One Stool, Two Samples, One Lab — What the shit!

A reader sent me the message below and gave permission to use his sample. I had, about a year ago, wrote The taxonomy nightmare before Christmas… that looks at the differences between lab results using the sample sample (as represented by a FASTQ digital file). We now try one more variation.

Last september I did (again) test my microbiome with Thryve. Because I had some general doubts about the validity of stool samples, I ordered two tests and took two different samples of the same stool and send them in under two different names.
…the results confirmed my doubts as I got different bacteria levels of the ten strains Thryve shows in their overview. 

STRAINS% sample 1% sample 2

So I do not doubt the reliability of each sample, but see that the validity of the sample is the problem. The results of a sample seem to be more or less random and not representative of the microbiome in general.
…so I think that any advice given, based on the results of one sample is arbitrary. If we are to take the importance of the microbiome seriously, we will have to consider a new way of getting a representative sample to have a solid base for interventions concerning our health.

Sampling Statistics

The typical sample seems to contain a round a 100,000 bacteria and is usually reported out of a million (scaled up). “Bacteria in faeces have been extensively studied. It’s estimated there are nearly 100 billion bacteria per gram of wet stool. ” [src] The sample that you sent it was likely no more than one milligram.

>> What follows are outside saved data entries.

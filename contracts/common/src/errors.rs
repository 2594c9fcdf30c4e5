//! Error Types for the Agora Governance Protocol
//!
//! Typed errors with enough context to diagnose a rejected operation
//! without replaying it. Every mutating operation validates all of its
//! preconditions before touching ledger state, so any of these errors
//! implies the ledger is exactly as it was before the call.

use crate::types::{Address, ProposalId, ProposalPhase, Timestamp};

/// Result type alias for governance operations
pub type GovResult<T> = Result<T, GovError>;

/// Main error enum for all governance protocol errors
#[derive(Debug, Clone, PartialEq, Eq)]
pub enum GovError {
    // ============ Proposal Errors ============
    /// No proposal exists with the given id
    ProposalNotFound { proposal_id: ProposalId },

    /// Caller lacks the delegated/locked weight the operation requires
    InsufficientWeight { available: u64, required: u64 },

    /// The proposer already has a proposal that is Pending or Active
    LiveProposalExists { proposal_id: ProposalId },

    // ============ Voting Errors ============
    /// Votes are only accepted while the proposal is Active
    ProposalNotActive {
        proposal_id: ProposalId,
        phase: ProposalPhase,
    },

    /// The voter already has a recorded vote on this proposal
    AlreadyVoted {
        proposal_id: ProposalId,
        voter: Address,
    },

    /// The voter has no locked balance to vote with
    NoVotingWeight { voter: Address },

    /// The delegator has not delegated to the caller
    NotDelegated { delegator: Address, caller: Address },

    // ============ Execution Errors ============
    /// The proposal is not in the Executable phase
    NotExecutable {
        proposal_id: ProposalId,
        phase: ProposalPhase,
    },

    /// The proposal has already been executed
    AlreadyExecuted { proposal_id: ProposalId },

    /// The proposal's target action itself raised an error.
    /// The proposal stays executable and may be retried.
    ActionExecutionFailed { proposal_id: ProposalId },

    // ============ Token / Lock Errors ============
    /// Balance too small for the requested amount
    InsufficientBalance { available: u64, requested: u64 },

    /// Approved allowance too small for the requested amount
    InsufficientAllowance { allowance: u64, requested: u64 },

    /// Locked tokens cannot be withdrawn until the owner's last voted
    /// proposal has cleared its execution window
    WithdrawalLocked { until: Timestamp, now: Timestamp },

    /// Zero amount not allowed
    ZeroAmount,

    /// A holder cannot delegate voting weight to itself
    SelfDelegation { holder: Address },

    // ============ Math / Input Errors ============
    /// Arithmetic overflow occurred
    Overflow,

    /// Invalid input parameter
    InvalidInput {
        param: &'static str,
        reason: &'static str,
    },
}

impl GovError {
    /// Returns a stable error code for logging/indexing
    pub fn code(&self) -> &'static str {
        match self {
            Self::ProposalNotFound { .. } => "E001_PROPOSAL_NOT_FOUND",
            Self::InsufficientWeight { .. } => "E002_INSUFFICIENT_WEIGHT",
            Self::LiveProposalExists { .. } => "E003_LIVE_PROPOSAL",
            Self::ProposalNotActive { .. } => "E010_PROPOSAL_NOT_ACTIVE",
            Self::AlreadyVoted { .. } => "E011_ALREADY_VOTED",
            Self::NoVotingWeight { .. } => "E012_NO_VOTING_WEIGHT",
            Self::NotDelegated { .. } => "E013_NOT_DELEGATED",
            Self::NotExecutable { .. } => "E020_NOT_EXECUTABLE",
            Self::AlreadyExecuted { .. } => "E021_ALREADY_EXECUTED",
            Self::ActionExecutionFailed { .. } => "E022_ACTION_FAILED",
            Self::InsufficientBalance { .. } => "E030_INSUFFICIENT_BALANCE",
            Self::InsufficientAllowance { .. } => "E031_INSUFFICIENT_ALLOWANCE",
            Self::WithdrawalLocked { .. } => "E032_WITHDRAWAL_LOCKED",
            Self::ZeroAmount => "E033_ZERO_AMOUNT",
            Self::SelfDelegation { .. } => "E034_SELF_DELEGATION",
            Self::Overflow => "E040_OVERFLOW",
            Self::InvalidInput { .. } => "E041_INVALID_INPUT",
        }
    }

    /// Returns true if retrying the same call can succeed.
    ///
    /// Only a failed target action is retryable: the proposal stays
    /// executable until the action runs cleanly. Every other error needs
    /// a different caller action first (more weight, a later timestamp,
    /// a different proposal).
    pub fn is_retryable(&self) -> bool {
        matches!(self, Self::ActionExecutionFailed { .. })
    }
}
//! Core Types for the Agora Governance Protocol
//!
//! Fundamental data structures shared by the token ledger and the
//! governance engine: proposals, vote records, the runtime governance
//! configuration, and the derived proposal phase.

use crate::constants::governance as gov_config;
use crate::errors::{GovError, GovResult};
use crate::String;
use borsh::{BorshDeserialize, BorshSerialize};
use serde::{Deserialize, Serialize};
use sha2::{Digest, Sha256};

/// Type alias for addresses (32-byte hash)
pub type Address = [u8; 32];

/// Type alias for proposal identifiers (sequential, starting at 1)
pub type ProposalId = u64;

/// Type alias for ledger timestamps (seconds)
pub type Timestamp = u64;

// ============ Proposal Phase ============

/// Derived lifecycle stage of a proposal.
///
/// Never stored: always recomputed from `(now, created_at, tallies,
/// config)` by [`phase_of`](crate::phase::phase_of), so the reported
/// phase can never desynchronize from the clock.
#[derive(
    Debug, Clone, Copy, PartialEq, Eq, Serialize, Deserialize, BorshSerialize, BorshDeserialize,
)]
pub enum ProposalPhase {
    /// Created, voting has not opened yet
    Pending,
    /// Voting window is open
    Active,
    /// Voting closed without quorum or majority (terminal)
    Defeated,
    /// Voting closed with quorum and majority; execution delay running
    Succeeded,
    /// Execution delay elapsed; the action may be executed
    Executable,
    /// The action has been executed (terminal)
    Executed,
}

impl ProposalPhase {
    /// Returns true if no further transition is possible
    pub fn is_terminal(&self) -> bool {
        matches!(self, Self::Defeated | Self::Executed)
    }

    /// Returns true if votes are accepted in this phase
    pub fn accepts_votes(&self) -> bool {
        matches!(self, Self::Active)
    }
}

// ============ Proposal ============

/// A governance proposal.
///
/// The callable target is held separately by the governance engine (it is
/// a capability, not data); this record is the serializable part that
/// persists for audit. Mutated only by vote casting (tallies) and
/// execution (`executed`); `created_at` is set once and never changes.
#[derive(Debug, Clone, PartialEq, Eq, Serialize, Deserialize, BorshSerialize, BorshDeserialize)]
pub struct Proposal {
    /// Unique sequential id (first proposal has id 1)
    pub id: ProposalId,
    /// Proposer address (the weight owner, not necessarily the caller)
    pub proposer: Address,
    /// Human-readable description
    pub description: String,
    /// SHA-256 of the description, stable reference for off-ledger indexing
    pub description_hash: [u8; 32],
    /// Ledger timestamp at creation
    pub created_at: Timestamp,
    /// Aggregate "for" weight
    pub for_votes: u64,
    /// Aggregate "against" weight
    pub against_votes: u64,
    /// Whether the target action has been executed
    pub executed: bool,
}

impl Proposal {
    /// Create a new proposal with zeroed tallies
    pub fn new(id: ProposalId, proposer: Address, description: String, now: Timestamp) -> Self {
        let description_hash = hash_description(&description);
        Self {
            id,
            proposer,
            description,
            description_hash,
            created_at: now,
            for_votes: 0,
            against_votes: 0,
            executed: false,
        }
    }

    /// Timestamp at which voting opens
    pub fn voting_starts_at(&self, config: &GovernanceConfig) -> Timestamp {
        self.created_at.saturating_add(config.voting_delay)
    }

    /// Timestamp at which voting closes
    pub fn voting_ends_at(&self, config: &GovernanceConfig) -> Timestamp {
        self.voting_starts_at(config)
            .saturating_add(config.voting_period)
    }

    /// Timestamp at which a succeeded proposal becomes executable
    pub fn executable_at(&self, config: &GovernanceConfig) -> Timestamp {
        self.voting_ends_at(config)
            .saturating_add(config.execution_delay)
    }

    /// Whether the recorded tallies clear quorum and majority.
    ///
    /// Meaningful once voting has closed; quorum is read from the live
    /// config at evaluation time.
    pub fn passed(&self, config: &GovernanceConfig) -> bool {
        self.for_votes > self.against_votes && self.for_votes >= config.quorum_votes
    }
}

/// SHA-256 of a proposal description
pub fn hash_description(description: &str) -> [u8; 32] {
    let digest = Sha256::digest(description.as_bytes());
    digest.into()
}

// ============ Vote Record ============

/// A recorded vote on a proposal.
///
/// Append-only: at most one per (proposal, voter), never altered or
/// revoked. The weight is fixed at cast time; later lock changes do not
/// retroactively adjust the tally.
#[derive(Debug, Clone, PartialEq, Eq, Serialize, Deserialize, BorshSerialize, BorshDeserialize)]
pub struct VoteRecord {
    /// Proposal voted on
    pub proposal_id: ProposalId,
    /// Voter address (the weight owner, for delegated casts too)
    pub voter: Address,
    /// True for, false against
    pub support: bool,
    /// Locked balance of the voter at cast time
    pub weight: u64,
    /// Ledger timestamp when the vote was cast
    pub cast_at: Timestamp,
    /// SHA-256 receipt over (proposal, voter, support, weight, cast_at)
    pub receipt_id: [u8; 32],
}

// ============ Governance Config ============

/// Runtime governance parameters.
///
/// Part of the same transactional ledger state as the proposals
/// themselves: a successfully executed proposal is allowed to amend these
/// values (canonically `quorum_votes`), which is how the protocol
/// self-amends.
#[derive(Debug, Clone, PartialEq, Eq, Serialize, Deserialize, BorshSerialize, BorshDeserialize)]
pub struct GovernanceConfig {
    /// Delay between proposal creation and the start of voting (seconds)
    pub voting_delay: u64,
    /// Length of the voting window (seconds)
    pub voting_period: u64,
    /// Review period between voting close and permitted execution (seconds)
    pub execution_delay: u64,
    /// Minimum aggregate "for" weight for a proposal to succeed
    pub quorum_votes: u64,
    /// Minimum locked weight required to create a proposal
    pub proposal_threshold: u64,
}

impl Default for GovernanceConfig {
    fn default() -> Self {
        Self {
            voting_delay: gov_config::VOTING_DELAY,
            voting_period: gov_config::VOTING_PERIOD,
            execution_delay: gov_config::EXECUTION_DELAY,
            quorum_votes: gov_config::QUORUM_VOTES,
            proposal_threshold: gov_config::PROPOSAL_THRESHOLD,
        }
    }
}

impl GovernanceConfig {
    /// Check the config for values that would wedge the protocol
    pub fn validate(&self) -> GovResult<()> {
        if self.voting_period == 0 {
            return Err(GovError::InvalidInput {
                param: "voting_period",
                reason: "voting period cannot be zero",
            });
        }
        if self.quorum_votes == 0 {
            return Err(GovError::InvalidInput {
                param: "quorum_votes",
                reason: "quorum cannot be zero",
            });
        }
        Ok(())
    }
}

// ============ Tests ============

#[cfg(test)]
mod tests {
    use super::*;
    use crate::constants::token::ONE;

    fn test_config() -> GovernanceConfig {
        GovernanceConfig {
            voting_delay: 75,
            voting_period: 259_200,
            execution_delay: 172_800,
            quorum_votes: 25_000 * ONE,
            proposal_threshold: 1_000 * ONE,
        }
    }

    #[test]
    fn test_proposal_schedule() {
        let config = test_config();
        let proposal = Proposal::new(1, [1u8; 32], "Lower the quorum".into(), 1_000_000);

        assert_eq!(proposal.voting_starts_at(&config), 1_000_075);
        assert_eq!(proposal.voting_ends_at(&config), 1_259_275);
        assert_eq!(proposal.executable_at(&config), 1_432_075);
    }

    #[test]
    fn test_passed_requires_quorum_and_majority() {
        let config = test_config();
        let mut proposal = Proposal::new(1, [1u8; 32], "test".into(), 0);

        // Quorum exactly met, no against votes
        proposal.for_votes = config.quorum_votes;
        assert!(proposal.passed(&config));

        // One base unit short of quorum
        proposal.for_votes = config.quorum_votes - 1;
        assert!(!proposal.passed(&config));

        // Quorum met but tied
        proposal.for_votes = config.quorum_votes;
        proposal.against_votes = config.quorum_votes;
        assert!(!proposal.passed(&config));
    }

    #[test]
    fn test_description_hash_is_stable() {
        let a = Proposal::new(1, [1u8; 32], "Lower the quorum".into(), 0);
        let b = Proposal::new(2, [2u8; 32], "Lower the quorum".into(), 50);
        let c = Proposal::new(3, [1u8; 32], "Raise the quorum".into(), 0);

        assert_eq!(a.description_hash, b.description_hash);
        assert_ne!(a.description_hash, c.description_hash);
    }

    #[test]
    fn test_default_config_matches_constants() {
        let config = GovernanceConfig::default();
        assert_eq!(config.voting_delay, 75);
        assert_eq!(config.quorum_votes, 25_000 * ONE);
        assert_eq!(config.proposal_threshold, 1_000 * ONE);
        assert!(config.validate().is_ok());
    }

    #[test]
    fn test_config_validation() {
        let mut config = test_config();
        config.quorum_votes = 0;
        assert!(matches!(
            config.validate(),
            Err(GovError::InvalidInput { .. })
        ));

        let mut config = test_config();
        config.voting_period = 0;
        assert!(matches!(
            config.validate(),
            Err(GovError::InvalidInput { .. })
        ));
    }

    #[test]
    fn test_terminal_phases() {
        assert!(ProposalPhase::Defeated.is_terminal());
        assert!(ProposalPhase::Executed.is_terminal());
        assert!(!ProposalPhase::Succeeded.is_terminal());
        assert!(ProposalPhase::Active.accepts_votes());
        assert!(!ProposalPhase::Executable.accepts_votes());
    }
}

To use the “if I was a Martian” model… It is like a spaceship abducting a boatload of people in the Mediterranean…. If the boat is a cruise ship full of fat diabetic elderly Americans you will get one result. If the boat are full of starving Nigerians children trying to become refugees in Europe, a very different result. That is a disturbing concept when you mind is fixed on a deterministic precise definitive result. It’s a sample folks! For most industrial processes, dozens (or hundreds) of samples are required to get quality assurance. For the nerds, some readings: [2015] [Wikipedia]

Example: Two employees working for the same company at the same job earning the same amount and living in the same community. You stop each of them and take a sample of how much money they have in their wallet.
Would you expect them to have the same amount? Would they have the same number of pennies? dimes? quarters? Credit Cards?

A Sampling Analogy

Reviewing these two samples

Fortunately, I have sample comparison tools already on,

Diversity By Taxonomy Rank

I would expect differences in samples to increase as you move down the rank. It is similar to asking at one level [European, African, Asian] on the abducted ship above. At the next level [Swede, Dane, Italian, etc] , the counts between sample will diverge as you do more detail classification.

This is an illustration on why I do fuzzy logic on predicting symptoms with good success according to readers. Using studies from PubMed have been reported to produce poor results according to readers.

When the two samples are used to predict symptoms, we have a strong convergence. While the actors may be different, their impact are similar.

Adjusting for Natural Variation

Using counts without context is a good way to get upset without justification. I use percentiles to provide context and have a comparison page (which I need to revise). At the phylum level we see general agreement between the samples. One rare phylum was lacking in one sample (not found in 30% of Thryve Samples but only 6% of BiomeSight – hint: download the FASTQ files and process them thru BiomeSight [for free!]).

Medical Condition Matches

Going over to Pub Med Medical condition matches, we see a striking similarity between the samples as shown below. So for detecting medical conditions — they are almost identical to each other (despite the differences in bacteria)

End Products Predictions

Again, we have strong agreement between the samples using 3 buckets.

  • Both below 12%ile (i.e. Low)
  • Both below 82%ile (i.e. High)
  • Both in normal range

This means for this type of diagnostic evaluation — they appear to be the same.

Bottom Line

There are several questions that need to be asked (and an answer to one):

  • To the folks at Thryve (and, why are the numbers so different?
  • For users of my analysis site:, for diagnostic purposes there are few differences! We have general agreement for:
    • End Product Production
    • Medical Studies Matches
    • Symptom Matches
    • Detecting high or low levels by percentile

The critical difference between the information lab providers and my site is interpretation sophistication.

So, to answer the reader’s question “The numbers are in major disagreement, but the diagnostic significance of the whole sample is in strong agreement”. Doing the lab analysis is worth it — just ignore the lab’s “value added” suggestions/information.